Going down the data below, set down exactly the line with "PathBuf::from(gz).exists()" and each line after it through the line with "custom target opener."; no other lines.

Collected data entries
+++

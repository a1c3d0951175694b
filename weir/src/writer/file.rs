//! Local file rotation target
use async_trait::async_trait;
use std::path::{Path, PathBuf};
use tokio::fs::{File, OpenOptions};
use tokio::io::AsyncWriteExt;
use tracing::trace;

use super::TargetWriter;
use crate::Error;

/// Append-only local file target.
pub struct FileWriter {
    file: File,
    path: PathBuf,
}

impl FileWriter {
    /// Opens (and creates) the file, creating missing parent directories.
    pub async fn open(path: impl Into<PathBuf>) -> Result<Self, Error> {
        let path: PathBuf = path.into();
        if let Some(parent) = path.parent() {
            if !parent.as_os_str().is_empty() {
                tokio::fs::create_dir_all(parent)
                    .await
                    .map_err(|e| Error::OutputError(format!("create {}: {e}", parent.display())))?;
            }
        }
        let file = OpenOptions::new()
            .create(true)
            .append(true)
            .open(&path)
            .await
            .map_err(|e| Error::OutputError(format!("open {}: {e}", path.display())))?;
        trace!(path = format!("{}", path.display()), "file target opened");
        Ok(FileWriter { file, path })
    }
}

#[async_trait]
impl TargetWriter for FileWriter {
    async fn write(&mut self, buf: &[u8]) -> Result<usize, Error> {
        self.file
            .write_all(buf)
            .await
            .map_err(|e| Error::OutputError(format!("write {}: {e}", self.path.display())))?;
        Ok(buf.len())
    }

    async fn close(&mut self) -> Result<(), Error> {
        self.file
            .flush()
            .await
            .map_err(|e| Error::OutputError(format!("flush {}: {e}", self.path.display())))?;
        self.file
            .sync_all()
            .await
            .map_err(|e| Error::OutputError(format!("sync {}: {e}", self.path.display())))
    }

    fn target(&self) -> &Path {
        &self.path
    }
}
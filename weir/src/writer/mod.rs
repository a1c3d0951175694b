//! Rotating batched writer assembly
//!
//! Composes a concrete [TargetWriter] (a local file here; object-store
//! writers implement the same trait externally) with a rotation policy
//! and an optional pruner. Rotation closes the old writer asynchronously
//! so compression and finalization never block the hot path; pruning runs
//! after the close completes, against files matching the same base name.
use async_trait::async_trait;
use chrono::{DateTime, Local, NaiveTime, TimeZone};
use futures::future::BoxFuture;
use std::io::{Read, Write};
use std::path::{Path, PathBuf};
use std::sync::Arc;
use std::time::Instant;
use tokio::time::Duration;
use tracing::{debug, error, info, trace};

pub mod file;
pub mod prune;

pub use file::FileWriter;
pub use prune::Pruner;

use crate::Error;

/// Default timestamp pattern for rotated file names.
pub const DEFAULT_TIMESTAMP_PATTERN: &str = "%Y-%m-%d_%H";

/// Default zero-pad width of the collision counter.
pub const DEFAULT_COUNTER_WIDTH: usize = 3;

/// A writable rotation target. Exactly one writer exists per
/// `(stream, base-name)` tuple at a time; closing must persist or discard
/// every byte previously accepted.
#[async_trait]
pub trait TargetWriter: Send + Sync {
    /// appends bytes to the target
    async fn write(&mut self, buf: &[u8]) -> Result<usize, Error>;

    /// flushes and finalizes the target
    async fn close(&mut self) -> Result<(), Error>;

    /// path or name of the current target
    fn target(&self) -> &Path;

    /// target-specific rotation hint, e.g. a multipart upload approaching
    /// its part-count ceiling
    fn near_target_limit(&self) -> bool {
        false
    }
}

/// Factory opening a fresh target for each rotation generation.
pub type OpenFn =
    Arc<dyn Fn(PathBuf) -> BoxFuture<'static, Result<Box<dyn TargetWriter>, Error>> + Send + Sync>;

/// Thresholds deciding when the current target is retired.
#[derive(Clone, Debug, Default)]
pub struct RotationPolicy {
    /// rotate when the target reaches this many bytes
    pub max_size: Option<u64>,
    /// rotate when the target has been open this long
    pub max_age: Option<Duration>,
    /// rotate when the local clock passes this time of day
    pub daily_at: Option<NaiveTime>,
}

impl RotationPolicy {
    fn needs_rotate(
        &self,
        size: u64,
        created: Instant,
        daily_deadline: Option<DateTime<Local>>,
        target_hint: bool,
    ) -> bool {
        if target_hint {
            return true;
        }
        if let Some(max) = self.max_size {
            if size >= max {
                return true;
            }
        }
        if let Some(age) = self.max_age {
            if created.elapsed() >= age {
                return true;
            }
        }
        if let Some(deadline) = daily_deadline {
            if Local::now() >= deadline {
                return true;
            }
        }
        false
    }

    fn next_daily_deadline(&self) -> Option<DateTime<Local>> {
        let at = self.daily_at?;
        let now = Local::now();
        let today = now.date_naive().and_time(at);
        let candidate = Local.from_local_datetime(&today).single()?;
        if candidate > now {
            Some(candidate)
        } else {
            let tomorrow = now.date_naive().succ_opt()?.and_time(at);
            Local.from_local_datetime(&tomorrow).single()
        }
    }
}

/// Produces target names `<base>_<timestamp>[_<counter>][.ext]` with a
/// configurable chrono pattern; the zero-padded counter disambiguates
/// collisions within one timestamp window.
#[derive(Clone, Debug)]
pub struct FileNaming {
    base: PathBuf,
    stem: String,
    extension: Option<String>,
    /// chrono format string for the timestamp part
    pub timestamp_pattern: String,
    /// zero-pad width of the collision counter
    pub counter_width: usize,
}

impl FileNaming {
    /// Derives naming from the configured base path, splitting off the
    /// extension.
    pub fn new(base: impl Into<PathBuf>) -> Self {
        let base: PathBuf = base.into();
        let stem = base
            .file_stem()
            .map(|s| s.to_string_lossy().into_owned())
            .unwrap_or_else(|| "out".to_string());
        let extension = base.extension().map(|e| e.to_string_lossy().into_owned());
        FileNaming {
            base,
            stem,
            extension,
            timestamp_pattern: DEFAULT_TIMESTAMP_PATTERN.to_string(),
            counter_width: DEFAULT_COUNTER_WIDTH,
        }
    }

    /// Directory rotated files are written to.
    pub fn directory(&self) -> PathBuf {
        self.base
            .parent()
            .map(Path::to_path_buf)
            .unwrap_or_else(|| PathBuf::from("."))
    }

    /// Name prefix identifying files belonging to this logical target.
    pub fn prefix(&self) -> &str {
        &self.stem
    }

    fn candidate(&self, timestamp: &str, counter: Option<u64>) -> PathBuf {
        let mut name = format!("{}_{timestamp}", self.stem);
        if let Some(n) = counter {
            name.push_str(&format!("_{n:0width$}", width = self.counter_width));
        }
        if let Some(ext) = &self.extension {
            name.push('.');
            name.push_str(ext);
        }
        self.directory().join(name)
    }

    /// First path for the current timestamp that does not collide with an
    /// existing file (including already-compressed generations).
    pub fn next_path(&self, now: DateTime<Local>) -> PathBuf {
        let timestamp = now.format(&self.timestamp_pattern).to_string();
        let plain = self.candidate(&timestamp, None);
        if !occupied(&plain) {
            return plain;
        }
        let mut counter = 1;
        loop {
            let path = self.candidate(&timestamp, Some(counter));
            if !occupied(&path) {
                return path;
            }
            counter += 1;
        }
    }
}

fn occupied(path: &Path) -> bool {
    if path.exists() {
        return true;
    }
    let mut gz = path.as_os_str().to_owned();
    gz.push(".gz");
    PathBuf::from(gz).exists()
}

struct ActiveTarget {
    writer: Box<dyn TargetWriter>,
    created: Instant,
    size: u64,
    daily_deadline: Option<DateTime<Local>>,
}

/// Writer with rotation, pruning and optional gzip compression of retired
/// targets.
pub struct RotatingWriter {
    opener: OpenFn,
    naming: FileNaming,
    policy: RotationPolicy,
    compress: bool,
    pruner: Option<Pruner>,
    current: Option<ActiveTarget>,
}

impl RotatingWriter {
    /// Creates an assembly writing local files.
    pub fn for_files(
        naming: FileNaming,
        policy: RotationPolicy,
        compress: bool,
        pruner: Option<Pruner>,
    ) -> Self {
        let opener: OpenFn = Arc::new(|path| {
            Box::pin(async move {
                let writer = FileWriter::open(path).await?;
                Ok(Box::new(writer) as Box<dyn TargetWriter>)
            })
        });
        RotatingWriter {
            opener,
            naming,
            policy,
            compress,
            pruner,
            current: None,
        }
    }

    /// Creates an assembly over a custom target opener.
    pub fn new(
        opener: OpenFn,
        naming: FileNaming,
        policy: RotationPolicy,
        compress: bool,
        pruner: Option<Pruner>,
    ) -> Self {
        RotatingWriter {
            opener,
            naming,
            policy,
            compress,
            pruner,
            current: None,
        }
    }

    /// Path of the currently open target, if any.
    pub fn current_target(&self) -> Option<&Path> {
        self.current.as_ref().map(|a| a.writer.target())
    }

    /// Bytes written to the current target.
    pub fn current_size(&self) -> u64 {
        self.current.as_ref().map(|a| a.size).unwrap_or(0)
    }

    async fn open_target(&mut self) -> Result<(), Error> {
        let path = self.naming.next_path(Local::now());
        trace!(target = format!("{}", path.display()), "opening target");
        let writer = (self.opener)(path).await?;
        self.current = Some(ActiveTarget {
            writer,
            created: Instant::now(),
            size: 0,
            daily_deadline: self.policy.next_daily_deadline(),
        });
        Ok(())
    }

    fn rotation_due(&self) -> bool {
        match &self.current {
            Some(active) => self.policy.needs_rotate(
                active.size,
                active.created,
                active.daily_deadline,
                active.writer.near_target_limit(),
            ),
            None => false,
        }
    }

    fn write_would_overflow(&self, incoming: usize) -> bool {
        match (&self.current, self.policy.max_size) {
            (Some(active), Some(max)) => {
                active.size > 0 && active.size + incoming as u64 > max
            }
            _ => false,
        }
    }

    /// Writes a buffer, rotating first when a policy threshold was crossed
    /// or the write would push the target past its size limit.
    pub async fn write(&mut self, buf: &[u8]) -> Result<(), Error> {
        if self.current.is_none() {
            self.open_target().await?;
        } else if self.rotation_due() || self.write_would_overflow(buf.len()) {
            self.rotate().await?;
        }
        let active = self
            .current
            .as_mut()
            .ok_or_else(|| Error::OutputError("no open target".into()))?;
        let written = active.writer.write(buf).await?;
        active.size += written as u64;
        Ok(())
    }

    /// Retires the current target. Close, compression and pruning run in a
    /// detached task so the write path never waits on them; pruning only
    /// starts after the close completed.
    pub async fn rotate(&mut self) -> Result<(), Error> {
        let retired = match self.current.take() {
            Some(active) => active,
            None => return Ok(()),
        };
        info!(
            target = format!("{}", retired.writer.target().display()),
            size = retired.size,
            "rotating target"
        );
        let compress = self.compress;
        let pruner = self.pruner.clone();
        let directory = self.naming.directory();
        let prefix = self.naming.prefix().to_string();
        let _ = tokio::spawn(async move {
            finalize_target(retired.writer, compress, pruner, directory, prefix).await;
        });

        self.open_target().await
    }

    /// Closes the assembly inline: the final target is finalized and
    /// pruned before this returns.
    pub async fn close(&mut self) -> Result<(), Error> {
        let retired = match self.current.take() {
            Some(active) => active,
            None => return Ok(()),
        };
        finalize_target(
            retired.writer,
            self.compress,
            self.pruner.clone(),
            self.naming.directory(),
            self.naming.prefix().to_string(),
        )
        .await;
        Ok(())
    }
}

async fn finalize_target(
    mut writer: Box<dyn TargetWriter>,
    compress: bool,
    pruner: Option<Pruner>,
    directory: PathBuf,
    prefix: String,
) {
    let path = writer.target().to_path_buf();
    if let Err(e) = writer.close().await {
        error!(
            target = format!("{}", path.display()),
            error = format!("{e}"),
            "close failed during rotation"
        );
        return;
    }

    if compress {
        let gz_path = path.clone();
        let compressed = tokio::task::spawn_blocking(move || gzip_file(&gz_path)).await;
        match compressed {
            Ok(Ok(())) => debug!(target = format!("{}", path.display()), "target compressed"),
            Ok(Err(e)) => error!(
                target = format!("{}", path.display()),
                error = format!("{e}"),
                "compression failed, keeping plain file"
            ),
            Err(e) => error!(error = format!("{e}"), "compression task failed"),
        }
    }

    if let Some(pruner) = pruner {
        match pruner.prune(&directory, &prefix) {
            Ok(removed) => {
                if !removed.is_empty() {
                    info!(removed = removed.len(), prefix = prefix, "pruned old targets");
                }
            }
            Err(e) => error!(error = format!("{e}"), "pruning failed"),
        }
    }
}

/// Compresses `path` to `path.gz` and removes the original.
fn gzip_file(path: &Path) -> Result<(), Error> {
    let mut input =
        std::fs::File::open(path).map_err(|e| Error::OutputError(format!("{e}")))?;
    let mut gz_path = path.as_os_str().to_owned();
    gz_path.push(".gz");
    let output =
        std::fs::File::create(&gz_path).map_err(|e| Error::OutputError(format!("{e}")))?;
    let mut encoder = flate2::write::GzEncoder::new(output, flate2::Compression::default());
    let mut buf = [0u8; 64 * 1024];
    loop {
        let n = input
            .read(&mut buf)
            .map_err(|e| Error::OutputError(format!("{e}")))?;
        if n == 0 {
            break;
        }
        encoder
            .write_all(&buf[..n])
            .map_err(|e| Error::OutputError(format!("{e}")))?;
    }
    let _ = encoder
        .finish()
        .map_err(|e| Error::OutputError(format!("{e}")))?;
    std::fs::remove_file(path).map_err(|e| Error::OutputError(format!("{e}")))?;
    Ok(())
}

+++

Answer space:
    PathBuf::from(gz).exists()
}

struct ActiveTarget {
    writer: Box<dyn TargetWriter>,
    created: Instant,
    size: u64,
    daily_deadline: Option<DateTime<Local>>,
}

/// Writer with rotation, pruning and optional gzip compression of retired
/// targets.
pub struct RotatingWriter {
    opener: OpenFn,
    naming: FileNaming,
    policy: RotationPolicy,
    compress: bool,
    pruner: Option<Pruner>,
    current: Option<ActiveTarget>,
}

impl RotatingWriter {
    /// Creates an assembly writing local files.
    pub fn for_files(
        naming: FileNaming,
        policy: RotationPolicy,
        compress: bool,
        pruner: Option<Pruner>,
    ) -> Self {
        let opener: OpenFn = Arc::new(|path| {
            Box::pin(async move {
                let writer = FileWriter::open(path).await?;
                Ok(Box::new(writer) as Box<dyn TargetWriter>)
            })
        });
        RotatingWriter {
            opener,
            naming,
            policy,
            compress,
            pruner,
            current: None,
        }
    }

    /// Creates an assembly over a custom target opener.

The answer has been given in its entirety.